* **BRIEF**
Write out the records once more, exactly as given.

#### PROVIDED RECORDS

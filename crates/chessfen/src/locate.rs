//! Finding the board boundary in a frame.
//!
//! The default strategy takes the largest four-sided outer contour of the
//! closed edge map. It is a heuristic: a larger quadrilateral elsewhere in the
//! frame (a table edge, a picture frame) wins over the board. Other strategies
//! can be plugged in through [`BoardLocator`].

use chessfen_core::{polygon_area, Quad};
use imageproc::contours::{find_contours, BorderType};
use imageproc::distance_transform::Norm;
use imageproc::geometry::arc_length;
use nalgebra::Point2;
use serde::{Deserialize, Serialize};

#[cfg(feature = "tracing")]
use tracing::instrument;

/// Strategy producing the board's four boundary vertices, in any order.
pub trait BoardLocator {
    fn locate(&self, frame: &image::RgbImage) -> Option<Quad>;
}

impl<F> BoardLocator for F
where
    F: Fn(&image::RgbImage) -> Option<Quad>,
{
    fn locate(&self, frame: &image::RgbImage) -> Option<Quad> {
        self(frame)
    }
}

/// Parameters of the edge/contour board search.
#[derive(Clone, Debug, PartialEq, Serialize, Deserialize)]
#[serde(default)]
pub struct LocatorParams {
    /// Gaussian sigma of the pre-blur (1.1 matches a 5×5 kernel); `0` disables it.
    pub blur_sigma: f32,
    /// Canny hysteresis thresholds.
    pub canny_low: f32,
    pub canny_high: f32,
    /// Chebyshev radius of the closing element; 2 gives a 5×5 square, `0` disables it.
    pub close_radius: u8,
    /// Polygon approximation tolerance as a fraction of the contour perimeter.
    pub approx_epsilon_rel: f64,
    /// Contours must enclose strictly more than this many square pixels.
    pub min_contour_area: f64,
}

impl Default for LocatorParams {
    fn default() -> Self {
        Self {
            blur_sigma: 1.1,
            canny_low: 50.0,
            canny_high: 150.0,
            close_radius: 2,
            approx_epsilon_rel: 0.02,
            min_contour_area: 0.0,
        }
    }
}

/// Picks the four-vertex outer contour enclosing the largest area.
#[derive(Clone, Debug, Default)]
pub struct LargestQuadLocator {
    params: LocatorParams,
}

impl LargestQuadLocator {
    pub fn new(params: LocatorParams) -> Self {
        Self { params }
    }

    #[inline]
    pub fn params(&self) -> &LocatorParams {
        &self.params
    }
}

impl BoardLocator for LargestQuadLocator {
    #[cfg_attr(
        feature = "tracing",
        instrument(
            level = "info",
            skip(self, frame),
            fields(width = frame.width(), height = frame.height())
        )
    )]
    fn locate(&self, frame: &image::RgbImage) -> Option<Quad> {
        let edges = closed_edge_map(frame, &self.params);
        let contours = find_contours::<i32>(&edges);
        let p = &self.params;

        let mut best: Option<(f64, Quad)> = None;
        let mut candidates = 0usize;
        for contour in contours
            .iter()
            .filter(|c| matches!(c.border_type, BorderType::Outer) && c.parent.is_none())
        {
            let pts: Vec<Point2<i32>> = contour
                .points
                .iter()
                .map(|q| Point2::new(q.x, q.y))
                .collect();
            let epsilon = p.approx_epsilon_rel * arc_length(&contour.points, true);
            let approx = approximate_closed_polygon(&pts, epsilon);
            let Ok(vertices) = <[Point2<i32>; 4]>::try_from(approx) else {
                continue;
            };
            candidates += 1;

            let area = polygon_area(&pts);
            let current = best.as_ref().map_or(p.min_contour_area, |(a, _)| *a);
            if area > current {
                best = Some((area, Quad::new(vertices)));
            }
        }

        match &best {
            Some((area, quad)) => log::debug!(
                "board quad {:?} area={:.0} ({} quad candidates of {} contours)",
                quad.points.map(|q| [q.x, q.y]),
                area,
                candidates,
                contours.len()
            ),
            None => log::debug!("no quadrilateral among {} contours", contours.len()),
        }
        best.map(|(_, quad)| quad)
    }
}

/// Grayscale → blur → Canny → morphological closing.
pub fn closed_edge_map(frame: &image::RgbImage, params: &LocatorParams) -> image::GrayImage {
    let gray = image::imageops::grayscale(frame);
    let blurred = if params.blur_sigma > 0.0 {
        imageproc::filter::gaussian_blur_f32(&gray, params.blur_sigma)
    } else {
        gray
    };
    let edges = imageproc::edges::canny(&blurred, params.canny_low, params.canny_high);
    if params.close_radius > 0 {
        imageproc::morphology::close(&edges, Norm::LInf, params.close_radius)
    } else {
        edges
    }
}

/// Douglas–Peucker simplification of a closed contour.
///
/// The loop is cut at two mutually distant points and each half is simplified
/// as an open chain, so the result does not depend on where tracing started.
pub(crate) fn approximate_closed_polygon(points: &[Point2<i32>], epsilon: f64) -> Vec<Point2<i32>> {
    if points.len() < 3 {
        return points.to_vec();
    }
    let a = farthest_from(points, points[0]);
    let b = farthest_from(points, points[a]);
    if a == b {
        return vec![points[a]];
    }
    let (lo, hi) = (a.min(b), a.max(b));

    let first = &points[lo..=hi];
    let second: Vec<Point2<i32>> = points[hi..]
        .iter()
        .chain(points[..=lo].iter())
        .copied()
        .collect();

    let mut out = Vec::new();
    simplify_chain(first, epsilon, &mut out);
    simplify_chain(&second, epsilon, &mut out);
    out
}

fn farthest_from(points: &[Point2<i32>], origin: Point2<i32>) -> usize {
    let mut best = 0;
    let mut best_d = -1i64;
    for (i, p) in points.iter().enumerate() {
        let dx = (p.x - origin.x) as i64;
        let dy = (p.y - origin.y) as i64;
        let d = dx * dx + dy * dy;
        if d > best_d {
            best = i;
            best_d = d;
        }
    }
    best
}

// Emits the first point of `chain` and every kept interior point; the last
// point belongs to the next chain.
fn simplify_chain(chain: &[Point2<i32>], epsilon: f64, out: &mut Vec<Point2<i32>>) {
    let Some(last) = chain.len().checked_sub(1) else {
        return;
    };
    if last < 2 {
        out.push(chain[0]);
        return;
    }

    let (start, end) = (chain[0], chain[last]);
    let mut split = 0;
    let mut dmax = 0.0;
    for (i, p) in chain.iter().enumerate().take(last).skip(1) {
        let d = distance_to_line(*p, start, end);
        if d > dmax {
            dmax = d;
            split = i;
        }
    }

    if dmax > epsilon {
        simplify_chain(&chain[..=split], epsilon, out);
        simplify_chain(&chain[split..], epsilon, out);
    } else {
        out.push(start);
    }
}

fn distance_to_line(p: Point2<i32>, a: Point2<i32>, b: Point2<i32>) -> f64 {
    let (dx, dy) = ((b.x - a.x) as f64, (b.y - a.y) as f64);
    let (px, py) = ((p.x - a.x) as f64, (p.y - a.y) as f64);
    let len = dx.hypot(dy);
    if len < 1e-12 {
        return px.hypot(py);
    }
    (dx * py - dy * px).abs() / len
}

########

* **WRITTEN RESPONSE**
filename crates/chessfen/src/locate.rs
//! Finding the board boundary in a frame.
//!
//! The default strategy takes the largest four-sided outer contour of the
//! closed edge map. It is a heuristic: a larger quadrilateral elsewhere in the
//! frame (a table edge, a picture frame) wins over the board. Other strategies
//! can be plugged in through [`BoardLocator`].

use chessfen_core::{polygon_area, Quad};
use imageproc::contours::{find_contours, BorderType};
use imageproc::distance_transform::Norm;
use imageproc::geometry::arc_length;
use nalgebra::Point2;
use serde::{Deserialize, Serialize};

#[cfg(feature = "tracing")]
use tracing::instrument;

/// Strategy producing the board's four boundary vertices, in any order.
pub trait BoardLocator {
    fn locate(&self, frame: &image::RgbImage) -> Option<Quad>;
}

impl<F> BoardLocator for F
where
    F: Fn(&image::RgbImage) -> Option<Quad>,
{
    fn locate(&self, frame: &image::RgbImage) -> Option<Quad> {
        self(frame)
    }
}

/// Parameters of the edge/contour board search.
#[derive(Clone, Debug, PartialEq, Serialize, Deserialize)]
#[serde(default)]
pub struct LocatorParams {
    /// Gaussian sigma of the pre-blur (1.1 matches a 5×5 kernel); `0` disables it.
    pub blur_sigma: f32,
    /// Canny hysteresis thresholds.
    pub canny_low: f32,
    pub canny_high: f32,
    /// Chebyshev radius of the closing element; 2 gives a 5×5 square, `0` disables it.
    pub close_radius: u8,
    /// Polygon approximation tolerance as a fraction of the contour perimeter.
    pub approx_epsilon_rel: f64,
    /// Contours must enclose strictly more than this many square pixels.
    pub min_contour_area: f64,
}

impl Default for LocatorParams {
    fn default() -> Self {
        Self {
            blur_sigma: 1.1,
            canny_low: 50.0,
            canny_high: 150.0,
            close_radius: 2,
            approx_epsilon_rel: 0.02,
            min_contour_area: 0.0,
        }
    }
}

/// Picks the four-vertex outer contour enclosing the largest area.
#[derive(Clone, Debug, Default)]
pub struct LargestQuadLocator {
    params: LocatorParams,
}

impl LargestQuadLocator {
    pub fn new(params: LocatorParams) -> Self {
        Self { params }
    }

    #[inline]
    pub fn params(&self) -> &LocatorParams {
        &self.params
    }
}

impl BoardLocator for LargestQuadLocator {
    #[cfg_attr(
        feature = "tracing",
        instrument(
            level = "info",
            skip(self, frame),
            fields(width = frame.width(), height = frame.height())
        )
    )]
    fn locate(&self, frame: &image::RgbImage) -> Option<Quad> {
        let edges = closed_edge_map(frame, &self.params);
        let contours = find_contours::<i32>(&edges);
        let p = &self.params;

        let mut best: Option<(f64, Quad)> = None;
        let mut candidates = 0usize;
        for contour in contours
            .iter()
            .filter(|c| matches!(c.border_type, BorderType::Outer) && c.parent.is_none())
        {
            let pts: Vec<Point2<i32>> = contour
                .points
                .iter()
                .map(|q| Point2::new(q.x, q.y))
                .collect();
            let epsilon = p.approx_epsilon_rel * arc_length(&contour.points, true);
            let approx = approximate_closed_polygon(&pts, epsilon);
            let Ok(vertices) = <[Point2<i32>; 4]>::try_from(approx) else {
                continue;
            };
            candidates += 1;

            let area = polygon_area(&pts);
            let current = best.as_ref().map_or(p.min_contour_area, |(a, _)| *a);
            if area > current {
                best = Some((area, Quad::new(vertices)));
            }
        }

        match &best {
            Some((area, quad)) => log::debug!(
                "board quad {:?} area={:.0} ({} quad candidates of {} contours)",
                quad.points.map(|q| [q.x, q.y]),
                area,
                candidates,
                contours.len()
            ),
            None => log::debug!("no quadrilateral among {} contours", contours.len()),
        }
        best.map(|(_, quad)| quad)
    }
}

/// Grayscale → blur → Canny → morphological closing.
pub fn closed_edge_map(frame: &image::RgbImage, params: &LocatorParams) -> image::GrayImage {
    let gray = image::imageops::grayscale(frame);
    let blurred = if params.blur_sigma > 0.0 {
        imageproc::filter::gaussian_blur_f32(&gray, params.blur_sigma)
    } else {
        gray
    };
    let edges = imageproc::edges::canny(&blurred, params.canny_low, params.canny_high);
    if params.close_radius > 0 {
        imageproc::morphology::close(&edges, Norm::LInf, params.close_radius)
    } else {
        edges
    }
}

/// Douglas–Peucker simplification of a closed contour.
///
/// The loop is cut at two mutually distant points and each half is simplified
/// as an open chain, so the result does not depend on where tracing started.
pub(crate) fn approximate_closed_polygon(points: &[Point2<i32>], epsilon: f64) -> Vec<Point2<i32>> {
    if points.len() < 3 {
        return points.to_vec();
    }
    let a = farthest_from(points, points[0]);
    let b = farthest_from(points, points[a]);
    if a == b {
        return vec![points[a]];
    }
    let (lo, hi) = (a.min(b), a.max(b));

    let first = &points[lo..=hi];
    let second: Vec<Point2<i32>> = points[hi..]
        .iter()
        .chain(points[..=lo].iter())
        .copied()
        .collect();

    let mut out = Vec::new();
    simplify_chain(first, epsilon, &mut out);
    simplify_chain(&second, epsilon, &mut out);
    out
}

fn farthest_from(points: &[Point2<i32>], origin: Point2<i32>) -> usize {
    let mut best = 0;
    let mut best_d = -1i64;
    for (i, p) in points.iter().enumerate() {
        let dx = (p.x - origin.x) as i64;
        let dy = (p.y - origin.y) as i64;
        let d = dx * dx + dy * dy;
        if d > best_d {
            best = i;
            best_d = d;
        }
    }
    best
}

// Emits the first point of `chain` and every kept interior point; the last
// point belongs to the next chain.
fn simplify_chain(chain: &[Point2<i32>], epsilon: f64, out: &mut Vec<Point2<i32>>) {
    let Some(last) = chain.len().checked_sub(1) else {
        return;
    };
    if last < 2 {
        out.push(chain[0]);
        return;
    }

    let (start, end) = (chain[0], chain[last]);
    let mut split = 0;
    let mut dmax = 0.0;
    for (i, p) in chain.iter().enumerate().take(last).skip(1) {
        let d = distance_to_line(*p, start, end);
        if d > dmax {
            dmax = d;
            split = i;
        }
    }

    if dmax > epsilon {
        simplify_chain(&chain[..=split], epsilon, out);
        simplify_chain(&chain[split..], epsilon, out);
    } else {
        out.push(start);
    }
}

fn distance_to_line(p: Point2<i32>, a: Point2<i32>, b: Point2<i32>) -> f64 {
    let (dx, dy) = ((b.x - a.x) as f64, (b.y - a.y) as f64);
    let (px, py) = ((p.x - a.x) as f64, (p.y - a.y) as f64);
    let len = dx.hypot(dy);
    if len < 1e-12 {
        return px.hypot(py);
    }
    (dx * py - dy * px).abs() / len
}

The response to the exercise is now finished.